La risa ligera la sobresaltó inmensamente.

Caleb estaba sentado junto a su cama.

Serena usualmente tenía la costumbre de dormir desnuda, pero cuando se quedaba a pasar la noche en la casa antigua, usaba pijamas. Sin embargo, todavía eran unas delgadas, con tirantes—no adecuadas para usar delante de otros, y además, no llevaba nada debajo.

Viendo el pánico y la vergüenza en los ojos de Serena, Caleb deliberadamente bajó la mirada, deteniéndose en la parte expuesta de su pecho.

Serena se subió las sábanas más arriba.

Caleb se burló:

—No hay necesidad de actuar con tanta dignidad, no hay nada que valga la pena ver.

Serena quería responder: «Entonces por qué estás mirando», pero pensándolo mejor, decidió que no era necesario.

—¿Querías algo? —preguntó Serena.

—El abuelo me pidió que viniera a buscarte; el desayuno está listo —respondió Caleb.

—Oh… Me alistaré y vendré enseguida.

Serena habló y estaba a punto de levantarse de la cama.

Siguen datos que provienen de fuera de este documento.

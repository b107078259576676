use chrono::{DateTime, Utc};
use serde::{Deserialize, Serialize};
use serde_json::{Map, Value};
use std::fmt;

/// Addressable managed object, identified by a caller-chosen ID.
#[derive(Debug, Clone, PartialEq, Serialize, Deserialize)]
pub struct Entity {
    pub id: String,
    pub name: String,
}

impl Entity {
    pub fn new(id: impl Into<String>, name: impl Into<String>) -> Self {
        Self {
            id: id.into(),
            name: name.into(),
        }
    }
}

/// Lifecycle of a command. `Pending` is the only non-terminal status.
#[derive(Debug, Clone, Copy, PartialEq, Eq, Serialize, Deserialize)]
#[serde(rename_all = "lowercase")]
pub enum CommandStatus {
    Pending,
    Success,
    Failure,
}

impl CommandStatus {
    pub fn is_terminal(&self) -> bool {
        !matches!(self, CommandStatus::Pending)
    }
}

impl fmt::Display for CommandStatus {
    fn fmt(&self, f: &mut fmt::Formatter<'_>) -> fmt::Result {
        match self {
            CommandStatus::Pending => write!(f, "pending"),
            CommandStatus::Success => write!(f, "success"),
            CommandStatus::Failure => write!(f, "failure"),
        }
    }
}

/// Requested state change against an entity.
///
/// `resolved_at` is `None` exactly while `status` is `Pending`.
#[derive(Debug, Clone, PartialEq, Serialize, Deserialize)]
pub struct Command {
    pub id: String,
    pub entity_id: String,
    pub desired_state: Map<String, Value>,
    pub status: CommandStatus,
    pub issued_at: DateTime<Utc>,
    #[serde(default)]
    pub resolved_at: Option<DateTime<Utc>>,
}

impl Command {
    /// Builds a freshly issued command: pending, never resolved.
    pub fn pending(
        id: impl Into<String>,
        entity_id: impl Into<String>,
        desired_state: Map<String, Value>,
        issued_at: DateTime<Utc>,
    ) -> Self {
        Self {
            id: id.into(),
            entity_id: entity_id.into(),
            desired_state,
            status: CommandStatus::Pending,
            issued_at,
            resolved_at: None,
        }
    }
}

/// Kind of report a subscription asks for.
#[derive(Debug, Clone, Copy, PartialEq, Eq, Serialize, Deserialize)]
#[serde(rename_all = "lowercase")]
pub enum ReportType {
    State,
    Metric,
}

impl fmt::Display for ReportType {
    fn fmt(&self, f: &mut fmt::Formatter<'_>) -> fmt::Result {
        match self {
            ReportType::State => write!(f, "state"),
            ReportType::Metric => write!(f, "metric"),
        }
    }
}

/// Registration for state or metric reports about an entity.
///
/// `id` is assigned by the repository on insert; whatever the caller sets is
/// overwritten. `metric` is present iff `report_type` is `Metric`.
#[derive(Debug, Clone, PartialEq, Serialize, Deserialize)]
pub struct ReportSubscription {
    pub id: u64,
    pub entity_id: String,
    pub report_type: ReportType,
    #[serde(default, skip_serializing_if = "Option::is_none")]
    pub metric: Option<String>,
    pub is_active: bool,
    pub updated_at: DateTime<Utc>,
}

impl ReportSubscription {
    /// Subscription to full state reports for an entity.
    pub fn state(entity_id: impl Into<String>, updated_at: DateTime<Utc>) -> Self {
        Self {
            id: 0,
            entity_id: entity_id.into(),
            report_type: ReportType::State,
            metric: None,
            is_active: true,
            updated_at,
        }
    }

    /// Subscription to a single named metric for an entity.
    pub fn metric(
        entity_id: impl Into<String>,
        metric: impl Into<String>,
        updated_at: DateTime<Utc>,
    ) -> Self {
        Self {
            id: 0,
            entity_id: entity_id.into(),
            report_type: ReportType::Metric,
            metric: Some(metric.into()),
            is_active: true,
            updated_at,
        }
    }

    /// True when `metric` agrees with `report_type`.
    pub fn is_well_formed(&self) -> bool {
        match self.report_type {
            ReportType::State => self.metric.is_none(),
            ReportType::Metric => self.metric.is_some(),
        }
    }
}
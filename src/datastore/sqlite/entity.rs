use super::collection::{self, Record};
use super::SqliteDataStore;
use crate::datastore::{Entity, EntityRepository, MatchAll, Result};
use tracing::debug;

impl Record for Entity {
    const COLLECTION: &'static str = "Entity";

    fn key(&self) -> String {
        self.id.clone()
    }
}

impl EntityRepository for SqliteDataStore {
    fn get_entity_by_id(&self, id: &str) -> Result<Entity> {
        self.with_read(|conn| collection::get(conn, id))
    }

    fn list_entities(&self) -> Result<Vec<Entity>> {
        self.with_read(|conn| collection::scan::<Entity>(conn, &MatchAll))
    }

    fn add_entity(&self, entity: &Entity) -> Result<()> {
        self.with_write(|conn| collection::insert(conn, entity))?;
        debug!(entity_id = %entity.id, "Stored entity");
        Ok(())
    }

    fn delete_entity(&self, id: &str) -> Result<()> {
        self.with_write(|conn| collection::remove::<Entity>(conn, id))?;
        debug!(entity_id = %id, "Deleted entity");
        Ok(())
    }
}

Pero Caleb seguía sentado al lado de la cama, sin moverse ni un centímetro.

—¿Podrías… salir un momento?

—¿Por qué? —preguntó Caleb con confianza.

—Porque necesito cambiarme.

—¿Te estoy afectando?

El rostro de Serena se calentó de ira, sintiendo que Caleb solo pretendía ser ignorante.

Caleb no insistió, encogiéndose de hombros con una sonrisa mientras se levantaba y salía del dormitorio.

Cuando Serena terminó de cambiarse y salió, se dio cuenta de que se había quedado dormida—ya eran más de las diez en punto.

—¿No vas a la empresa hoy? —preguntó casualmente.

Anteriormente, Caleb siempre se iba temprano y regresaba tarde. A pesar de ser el CEO, rara vez llegaba tarde.

—Sí —respondió Caleb, educadamente sacando una silla para Serena—. El abuelo me pidió que me quedara a desayunar contigo, y después de que hayamos comido, quiere que vaya al estudio porque tiene algo que decirme.